■ Stored data ■
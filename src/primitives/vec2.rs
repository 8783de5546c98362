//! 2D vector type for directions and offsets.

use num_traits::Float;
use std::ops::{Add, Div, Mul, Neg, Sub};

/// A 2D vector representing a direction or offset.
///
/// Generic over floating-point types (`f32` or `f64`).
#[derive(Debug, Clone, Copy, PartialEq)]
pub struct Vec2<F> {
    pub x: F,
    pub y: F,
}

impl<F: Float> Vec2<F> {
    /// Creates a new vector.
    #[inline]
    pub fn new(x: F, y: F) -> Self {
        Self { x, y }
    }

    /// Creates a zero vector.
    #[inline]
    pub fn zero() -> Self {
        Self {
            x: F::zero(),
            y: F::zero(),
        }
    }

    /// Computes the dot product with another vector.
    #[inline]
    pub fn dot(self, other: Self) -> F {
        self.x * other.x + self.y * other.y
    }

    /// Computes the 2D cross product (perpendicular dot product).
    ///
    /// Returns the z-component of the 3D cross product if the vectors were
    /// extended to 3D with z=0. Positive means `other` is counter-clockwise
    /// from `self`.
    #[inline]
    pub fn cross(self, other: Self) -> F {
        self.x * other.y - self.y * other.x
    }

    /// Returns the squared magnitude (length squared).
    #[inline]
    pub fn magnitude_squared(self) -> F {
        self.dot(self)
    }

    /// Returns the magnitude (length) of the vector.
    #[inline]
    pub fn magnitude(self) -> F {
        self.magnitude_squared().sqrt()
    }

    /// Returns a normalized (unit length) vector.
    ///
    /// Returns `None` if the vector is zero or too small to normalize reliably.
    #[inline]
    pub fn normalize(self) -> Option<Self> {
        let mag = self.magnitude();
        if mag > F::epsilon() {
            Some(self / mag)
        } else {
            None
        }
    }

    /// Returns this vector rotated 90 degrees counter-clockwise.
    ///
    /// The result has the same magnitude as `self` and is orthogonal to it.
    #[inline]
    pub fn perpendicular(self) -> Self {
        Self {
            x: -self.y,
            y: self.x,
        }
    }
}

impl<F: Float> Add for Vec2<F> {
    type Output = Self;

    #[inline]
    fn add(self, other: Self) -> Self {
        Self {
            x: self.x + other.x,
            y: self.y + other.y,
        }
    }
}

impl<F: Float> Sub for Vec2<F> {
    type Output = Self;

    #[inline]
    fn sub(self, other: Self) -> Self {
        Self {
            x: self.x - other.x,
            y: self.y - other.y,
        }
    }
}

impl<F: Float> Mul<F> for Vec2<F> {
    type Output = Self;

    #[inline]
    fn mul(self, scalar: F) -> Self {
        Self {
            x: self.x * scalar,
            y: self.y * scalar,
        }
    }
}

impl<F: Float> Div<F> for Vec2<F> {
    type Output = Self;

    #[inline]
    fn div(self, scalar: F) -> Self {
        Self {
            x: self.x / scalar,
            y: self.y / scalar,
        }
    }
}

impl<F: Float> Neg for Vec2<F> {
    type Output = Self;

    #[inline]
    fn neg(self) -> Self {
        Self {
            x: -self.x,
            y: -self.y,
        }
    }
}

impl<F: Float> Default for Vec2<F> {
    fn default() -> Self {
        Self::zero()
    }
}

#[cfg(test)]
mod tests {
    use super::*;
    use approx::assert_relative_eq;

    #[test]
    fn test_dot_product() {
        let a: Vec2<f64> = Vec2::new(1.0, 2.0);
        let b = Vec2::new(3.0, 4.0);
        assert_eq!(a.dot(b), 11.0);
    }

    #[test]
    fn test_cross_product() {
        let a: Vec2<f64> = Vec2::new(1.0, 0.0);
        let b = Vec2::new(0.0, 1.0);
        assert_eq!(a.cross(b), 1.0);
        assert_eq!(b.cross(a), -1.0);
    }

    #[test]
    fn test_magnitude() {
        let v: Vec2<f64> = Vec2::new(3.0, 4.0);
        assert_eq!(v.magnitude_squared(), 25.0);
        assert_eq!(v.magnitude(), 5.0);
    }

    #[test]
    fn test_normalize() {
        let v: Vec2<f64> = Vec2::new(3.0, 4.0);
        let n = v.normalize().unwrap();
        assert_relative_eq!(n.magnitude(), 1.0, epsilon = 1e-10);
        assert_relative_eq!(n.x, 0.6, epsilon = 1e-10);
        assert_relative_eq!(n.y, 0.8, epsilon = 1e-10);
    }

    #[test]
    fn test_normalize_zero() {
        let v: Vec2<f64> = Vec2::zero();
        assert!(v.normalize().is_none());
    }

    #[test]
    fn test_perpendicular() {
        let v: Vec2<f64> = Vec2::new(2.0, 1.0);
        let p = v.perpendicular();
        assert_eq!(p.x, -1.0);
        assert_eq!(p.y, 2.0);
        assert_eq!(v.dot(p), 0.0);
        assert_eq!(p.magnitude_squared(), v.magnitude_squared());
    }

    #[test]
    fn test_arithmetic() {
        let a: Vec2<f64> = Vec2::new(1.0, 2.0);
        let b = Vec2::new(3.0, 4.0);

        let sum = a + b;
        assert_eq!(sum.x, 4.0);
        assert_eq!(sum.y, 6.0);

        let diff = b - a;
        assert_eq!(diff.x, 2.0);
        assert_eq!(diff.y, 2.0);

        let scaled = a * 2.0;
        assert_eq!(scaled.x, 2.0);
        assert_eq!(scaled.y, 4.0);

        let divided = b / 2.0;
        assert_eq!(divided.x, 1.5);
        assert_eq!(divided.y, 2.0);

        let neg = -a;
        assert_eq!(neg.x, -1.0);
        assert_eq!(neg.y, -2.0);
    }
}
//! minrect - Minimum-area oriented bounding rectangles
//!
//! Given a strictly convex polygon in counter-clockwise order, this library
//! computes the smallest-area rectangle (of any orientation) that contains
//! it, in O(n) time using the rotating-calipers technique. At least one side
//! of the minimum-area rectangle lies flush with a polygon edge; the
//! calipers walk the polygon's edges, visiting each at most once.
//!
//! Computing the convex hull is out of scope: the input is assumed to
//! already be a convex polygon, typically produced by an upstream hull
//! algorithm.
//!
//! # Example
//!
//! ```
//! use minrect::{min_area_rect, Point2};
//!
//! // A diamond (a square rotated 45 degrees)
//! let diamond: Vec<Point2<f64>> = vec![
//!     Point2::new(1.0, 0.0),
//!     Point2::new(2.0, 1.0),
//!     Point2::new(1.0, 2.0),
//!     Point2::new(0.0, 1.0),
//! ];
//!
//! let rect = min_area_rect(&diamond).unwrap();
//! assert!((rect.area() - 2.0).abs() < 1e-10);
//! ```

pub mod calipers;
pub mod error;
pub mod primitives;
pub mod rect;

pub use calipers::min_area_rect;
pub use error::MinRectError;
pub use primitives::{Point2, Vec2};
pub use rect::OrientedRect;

■ WHAT THE TASK REQUIRES ■
You are asked to transcribe the complete data exactly.

■ SOLVED EXERCISE ■
filename src/primitives/vec2.rs
repository 8783de5546c98362
//! 2D vector type for directions and offsets.

use num_traits::Float;
use std::ops::{Add, Div, Mul, Neg, Sub};

/// A 2D vector representing a direction or offset.
///
/// Generic over floating-point types (`f32` or `f64`).
#[derive(Debug, Clone, Copy, PartialEq)]
pub struct Vec2<F> {
    pub x: F,
    pub y: F,
}

impl<F: Float> Vec2<F> {
    /// Creates a new vector.
    #[inline]
    pub fn new(x: F, y: F) -> Self {
        Self { x, y }
    }

    /// Creates a zero vector.
    #[inline]
    pub fn zero() -> Self {
        Self {
            x: F::zero(),
            y: F::zero(),
        }
    }

    /// Computes the dot product with another vector.
    #[inline]
    pub fn dot(self, other: Self) -> F {
        self.x * other.x + self.y * other.y
    }

    /// Computes the 2D cross product (perpendicular dot product).
    ///
    /// Returns the z-component of the 3D cross product if the vectors were
    /// extended to 3D with z=0. Positive means `other` is counter-clockwise
    /// from `self`.
    #[inline]
    pub fn cross(self, other: Self) -> F {
        self.x * other.y - self.y * other.x
    }

    /// Returns the squared magnitude (length squared).
    #[inline]
    pub fn magnitude_squared(self) -> F {
        self.dot(self)
    }

    /// Returns the magnitude (length) of the vector.
    #[inline]
    pub fn magnitude(self) -> F {
        self.magnitude_squared().sqrt()
    }

    /// Returns a normalized (unit length) vector.
    ///
    /// Returns `None` if the vector is zero or too small to normalize reliably.
    #[inline]
    pub fn normalize(self) -> Option<Self> {
        let mag = self.magnitude();
        if mag > F::epsilon() {
            Some(self / mag)
        } else {
            None
        }
    }

    /// Returns this vector rotated 90 degrees counter-clockwise.
    ///
    /// The result has the same magnitude as `self` and is orthogonal to it.
    #[inline]
    pub fn perpendicular(self) -> Self {
        Self {
            x: -self.y,
            y: self.x,
        }
    }
}

impl<F: Float> Add for Vec2<F> {
    type Output = Self;

    #[inline]
    fn add(self, other: Self) -> Self {
        Self {
            x: self.x + other.x,
            y: self.y + other.y,
        }
    }
}

impl<F: Float> Sub for Vec2<F> {
    type Output = Self;

    #[inline]
    fn sub(self, other: Self) -> Self {
        Self {
            x: self.x - other.x,
            y: self.y - other.y,
        }
    }
}

impl<F: Float> Mul<F> for Vec2<F> {
    type Output = Self;

    #[inline]
    fn mul(self, scalar: F) -> Self {
        Self {
            x: self.x * scalar,
            y: self.y * scalar,
        }
    }
}

impl<F: Float> Div<F> for Vec2<F> {
    type Output = Self;

    #[inline]
    fn div(self, scalar: F) -> Self {
        Self {
            x: self.x / scalar,
            y: self.y / scalar,
        }
    }
}

impl<F: Float> Neg for Vec2<F> {
    type Output = Self;

    #[inline]
    fn neg(self) -> Self {
        Self {
            x: -self.x,
            y: -self.y,
        }
    }
}

impl<F: Float> Default for Vec2<F> {
    fn default() -> Self {
        Self::zero()
    }
}

#[cfg(test)]
mod tests {
    use super::*;
    use approx::assert_relative_eq;

    #[test]
    fn test_dot_product() {
        let a: Vec2<f64> = Vec2::new(1.0, 2.0);
        let b = Vec2::new(3.0, 4.0);
        assert_eq!(a.dot(b), 11.0);
    }

    #[test]
    fn test_cross_product() {
        let a: Vec2<f64> = Vec2::new(1.0, 0.0);
        let b = Vec2::new(0.0, 1.0);
        assert_eq!(a.cross(b), 1.0);
        assert_eq!(b.cross(a), -1.0);
    }

    #[test]
    fn test_magnitude() {
        let v: Vec2<f64> = Vec2::new(3.0, 4.0);
        assert_eq!(v.magnitude_squared(), 25.0);
        assert_eq!(v.magnitude(), 5.0);
    }

    #[test]
    fn test_normalize() {
        let v: Vec2<f64> = Vec2::new(3.0, 4.0);
        let n = v.normalize().unwrap();
        assert_relative_eq!(n.magnitude(), 1.0, epsilon = 1e-10);
        assert_relative_eq!(n.x, 0.6, epsilon = 1e-10);
        assert_relative_eq!(n.y, 0.8, epsilon = 1e-10);
    }

    #[test]
    fn test_normalize_zero() {
        let v: Vec2<f64> = Vec2::zero();
        assert!(v.normalize().is_none());
    }

    #[test]
    fn test_perpendicular() {
        let v: Vec2<f64> = Vec2::new(2.0, 1.0);
        let p = v.perpendicular();
        assert_eq!(p.x, -1.0);
        assert_eq!(p.y, 2.0);
        assert_eq!(v.dot(p), 0.0);
        assert_eq!(p.magnitude_squared(), v.magnitude_squared());
    }

    #[test]
    fn test_arithmetic() {
        let a: Vec2<f64> = Vec2::new(1.0, 2.0);
        let b = Vec2::new(3.0, 4.0);

        let sum = a + b;
        assert_eq!(sum.x, 4.0);
        assert_eq!(sum.y, 6.0);

        let diff = b - a;
        assert_eq!(diff.x, 2.0);
        assert_eq!(diff.y, 2.0);

        let scaled = a * 2.0;
        assert_eq!(scaled.x, 2.0);
        assert_eq!(scaled.y, 4.0);

        let divided = b / 2.0;
        assert_eq!(divided.x, 1.5);
        assert_eq!(divided.y, 2.0);

        let neg = -a;
        assert_eq!(neg.x, -1.0);
        assert_eq!(neg.y, -2.0);
    }
}
//! minrect - Minimum-area oriented bounding rectangles
//!
//! Given a strictly convex polygon in counter-clockwise order, this library
//! computes the smallest-area rectangle (of any orientation) that contains
//! it, in O(n) time using the rotating-calipers technique. At least one side
//! of the minimum-area rectangle lies flush with a polygon edge; the
//! calipers walk the polygon's edges, visiting each at most once.
//!
//! Computing the convex hull is out of scope: the input is assumed to
//! already be a convex polygon, typically produced by an upstream hull
//! algorithm.
//!
//! # Example
//!
//! ```
//! use minrect::{min_area_rect, Point2};
//!
//! // A diamond (a square rotated 45 degrees)
//! let diamond: Vec<Point2<f64>> = vec![
//!     Point2::new(1.0, 0.0),
//!     Point2::new(2.0, 1.0),
//!     Point2::new(1.0, 2.0),
//!     Point2::new(0.0, 1.0),
//! ];
//!
//! let rect = min_area_rect(&diamond).unwrap();
//! assert!((rect.area() - 2.0).abs() < 1e-10);
//! ```

pub mod calipers;
pub mod error;
pub mod primitives;
pub mod rect;

pub use calipers::min_area_rect;
pub use error::MinRectError;
pub use primitives::{Point2, Vec2};
pub use rect::OrientedRect;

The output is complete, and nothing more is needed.